-- Records supplied follows --

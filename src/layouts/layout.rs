use std::fmt::Debug;

use egui::{Pos2, Rect};
use serde::{de::DeserializeOwned, Deserialize, Serialize};

use crate::graph::KnowledgeGraph;

/// Serializable parameters of a layout. Stored in settings and reused for every run.
pub trait LayoutState: Serialize + DeserializeOwned + Default + Debug + Clone {}

/// Node coordinates aligned with [`KnowledgeGraph::nodes`] order.
#[derive(Debug, Clone, Default, PartialEq, Serialize, Deserialize)]
pub struct Positions {
    points: Vec<Pos2>,
}

impl Positions {
    pub fn new(points: Vec<Pos2>) -> Self {
        Self { points }
    }

    pub fn len(&self) -> usize {
        self.points.len()
    }

    pub fn is_empty(&self) -> bool {
        self.points.is_empty()
    }

    pub fn get(&self, i: usize) -> Option<Pos2> {
        self.points.get(i).copied()
    }

    pub fn as_slice(&self) -> &[Pos2] {
        &self.points
    }

    /// Smallest rectangle containing every point, `Rect::NOTHING` when empty.
    pub fn bounds(&self) -> Rect {
        let mut r = Rect::NOTHING;
        for p in &self.points {
            r.extend_with(*p);
        }
        r
    }
}

pub trait Layout<S>: Default
where
    S: LayoutState,
{
    /// Creates a new layout from the given state.
    fn from_state(state: S) -> Self;

    /// Computes coordinates for every node of `g`.
    fn run(&mut self, g: &KnowledgeGraph) -> Positions;
}
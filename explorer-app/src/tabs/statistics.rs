use egui::{Grid, RichText, ScrollArea, Ui};
use kg_explorer::GraphStats;

use crate::ui_consts::STATS_TABLE_MAX_HEIGHT;
use crate::ExplorerApp;

fn metric(ui: &mut Ui, label: &str, value: usize) {
    ui.label(label);
    ui.label(RichText::new(value.to_string()).size(28.0).strong());
}

fn count_table<'a>(ui: &mut Ui, id: &str, rows: impl Iterator<Item = (&'a str, usize)>) {
    ScrollArea::vertical()
        .id_salt(id)
        .max_height(STATS_TABLE_MAX_HEIGHT)
        .show(ui, |ui| {
            Grid::new(id).striped(true).num_columns(2).show(ui, |ui| {
                ui.strong("");
                ui.strong("Count");
                ui.end_row();
                for (label, count) in rows {
                    ui.label(label);
                    ui.label(count.to_string());
                    ui.end_row();
                }
            });
        });
}

fn ui_stats(ui: &mut Ui, stats: &GraphStats) {
    ui.columns(3, |cols| {
        metric(&mut cols[0], "Nodes", stats.node_count);
        metric(&mut cols[0], "Edges", stats.edge_count);

        cols[1].strong("Node Types");
        count_table(
            &mut cols[1],
            "node_types",
            stats.categories.iter().map(|(c, n)| (c.display_name(), n)),
        );

        cols[2].strong("Top Relationships");
        count_table(
            &mut cols[2],
            "relations",
            stats.relations.iter().map(|(r, n)| (r.as_str(), *n)),
        );
    });
}

impl ExplorerApp {
    pub fn ui_statistics_tab(&mut self, ui: &mut Ui) {
        match self.session.current() {
            Some(snapshot) if !snapshot.stats.is_empty() => ui_stats(ui, &snapshot.stats),
            _ => {
                ui.colored_label(ui.visuals().warn_fg_color, "No graph data to analyze.");
            }
        }
    }
}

-- Records supplied concluded --

● Aim of the exercise: Above are some records. Print them all exactly.

● Exercise response:
filename src/layouts/layout.rs
use std::fmt::Debug;

use egui::{Pos2, Rect};
use serde::{de::DeserializeOwned, Deserialize, Serialize};

use crate::graph::KnowledgeGraph;

/// Serializable parameters of a layout. Stored in settings and reused for every run.
pub trait LayoutState: Serialize + DeserializeOwned + Default + Debug + Clone {}

/// Node coordinates aligned with [`KnowledgeGraph::nodes`] order.
#[derive(Debug, Clone, Default, PartialEq, Serialize, Deserialize)]
pub struct Positions {
    points: Vec<Pos2>,
}

impl Positions {
    pub fn new(points: Vec<Pos2>) -> Self {
        Self { points }
    }

    pub fn len(&self) -> usize {
        self.points.len()
    }

    pub fn is_empty(&self) -> bool {
        self.points.is_empty()
    }

    pub fn get(&self, i: usize) -> Option<Pos2> {
        self.points.get(i).copied()
    }

    pub fn as_slice(&self) -> &[Pos2] {
        &self.points
    }

    /// Smallest rectangle containing every point, `Rect::NOTHING` when empty.
    pub fn bounds(&self) -> Rect {
        let mut r = Rect::NOTHING;
        for p in &self.points {
            r.extend_with(*p);
        }
        r
    }
}

pub trait Layout<S>: Default
where
    S: LayoutState,
{
    /// Creates a new layout from the given state.
    fn from_state(state: S) -> Self;

    /// Computes coordinates for every node of `g`.
    fn run(&mut self, g: &KnowledgeGraph) -> Positions;
}
filename explorer-app/src/tabs/statistics.rs
use egui::{Grid, RichText, ScrollArea, Ui};
use kg_explorer::GraphStats;

use crate::ui_consts::STATS_TABLE_MAX_HEIGHT;
use crate::ExplorerApp;

fn metric(ui: &mut Ui, label: &str, value: usize) {
    ui.label(label);
    ui.label(RichText::new(value.to_string()).size(28.0).strong());
}

fn count_table<'a>(ui: &mut Ui, id: &str, rows: impl Iterator<Item = (&'a str, usize)>) {
    ScrollArea::vertical()
        .id_salt(id)
        .max_height(STATS_TABLE_MAX_HEIGHT)
        .show(ui, |ui| {
            Grid::new(id).striped(true).num_columns(2).show(ui, |ui| {
                ui.strong("");
                ui.strong("Count");
                ui.end_row();
                for (label, count) in rows {
                    ui.label(label);
                    ui.label(count.to_string());
                    ui.end_row();
                }
            });
        });
}

fn ui_stats(ui: &mut Ui, stats: &GraphStats) {
    ui.columns(3, |cols| {
        metric(&mut cols[0], "Nodes", stats.node_count);
        metric(&mut cols[0], "Edges", stats.edge_count);

        cols[1].strong("Node Types");
        count_table(
            &mut cols[1],
            "node_types",
            stats.categories.iter().map(|(c, n)| (c.display_name(), n)),
        );

        cols[2].strong("Top Relationships");
        count_table(
            &mut cols[2],
            "relations",
            stats.relations.iter().map(|(r, n)| (r.as_str(), *n)),
        );
    });
}

impl ExplorerApp {
    pub fn ui_statistics_tab(&mut self, ui: &mut Ui) {
        match self.session.current() {
            Some(snapshot) if !snapshot.stats.is_empty() => ui_stats(ui, &snapshot.stats),
            _ => {
                ui.colored_label(ui.visuals().warn_fg_color, "No graph data to analyze.");
            }
        }
    }
}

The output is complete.